* Exercise objective *
Retype the whole listing that follows, with nothing added or left out.

* Given data *
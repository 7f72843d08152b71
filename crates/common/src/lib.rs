//! Meshboard Common Library
//!
//! Onboards network devices into a mesh overlay: each device is configured
//! through a vendor adapter, then registered with the mesh coordination
//! service under a hostname and tag set.

pub mod adapter;
pub mod config;
pub mod credentials;
pub mod descriptor;
pub mod error;
pub mod fleet;
pub mod inventory;
pub mod orchestrator;
pub mod outcome;
pub mod registrar;
pub mod types;

#[cfg(test)]
mod testing;

// Re-export commonly used types
pub use adapter::{AdapterSet, DeviceAdapter};
pub use config::MeshboardConfig;
pub use credentials::{Credential, CredentialResolver, EnvCredentialResolver, StaticCredentialResolver};
pub use descriptor::{CredentialReference, DeviceDescriptor};
pub use error::{
    ConfigError, CredentialError, Error, FailedPhase, OnboardingError, RegistrationError, Result,
    ValidationError,
};
pub use fleet::{FleetDriver, FleetReport, FleetSummary, RetryPolicy};
pub use inventory::Inventory;
pub use orchestrator::Orchestrator;
pub use outcome::{OnboardingOutcome, OutcomeResult, Phase};
pub use registrar::{HttpRegistrar, MeshRegistrar};
pub use types::*;

/// Meshboard version
pub const VERSION: &str = env!("CARGO_PKG_VERSION");

/// Default configuration directory
pub fn default_config_dir() -> std::path::PathBuf {
    dirs::home_dir()
        .unwrap_or_else(|| std::path::PathBuf::from("."))
        .join(".meshboard")
}

/// Home directory helper
mod dirs {
    pub fn home_dir() -> Option<std::path::PathBuf> {
        std::env::var_os("HOME").map(std::path::PathBuf::from)
    }
}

* Completed task *
repository 7f72843d08152b71
filename crates/common/src/lib.rs
//! Meshboard Common Library
//!
//! Onboards network devices into a mesh overlay: each device is configured
//! through a vendor adapter, then registered with the mesh coordination
//! service under a hostname and tag set.

pub mod adapter;
pub mod config;
pub mod credentials;
pub mod descriptor;
pub mod error;
pub mod fleet;
pub mod inventory;
pub mod orchestrator;
pub mod outcome;
pub mod registrar;
pub mod types;

#[cfg(test)]
mod testing;

// Re-export commonly used types
pub use adapter::{AdapterSet, DeviceAdapter};
pub use config::MeshboardConfig;
pub use credentials::{Credential, CredentialResolver, EnvCredentialResolver, StaticCredentialResolver};
pub use descriptor::{CredentialReference, DeviceDescriptor};
pub use error::{
    ConfigError, CredentialError, Error, FailedPhase, OnboardingError, RegistrationError, Result,
    ValidationError,
};
pub use fleet::{FleetDriver, FleetReport, FleetSummary, RetryPolicy};
pub use inventory::Inventory;
pub use orchestrator::Orchestrator;
pub use outcome::{OnboardingOutcome, OutcomeResult, Phase};
pub use registrar::{HttpRegistrar, MeshRegistrar};
pub use types::*;

/// Meshboard version
pub const VERSION: &str = env!("CARGO_PKG_VERSION");

/// Default configuration directory
pub fn default_config_dir() -> std::path::PathBuf {
    dirs::home_dir()
        .unwrap_or_else(|| std::path::PathBuf::from("."))
        .join(".meshboard")
}

/// Home directory helper
mod dirs {
    pub fn home_dir() -> Option<std::path::PathBuf> {
        std::env::var_os("HOME").map(std::path::PathBuf::from)
    }
}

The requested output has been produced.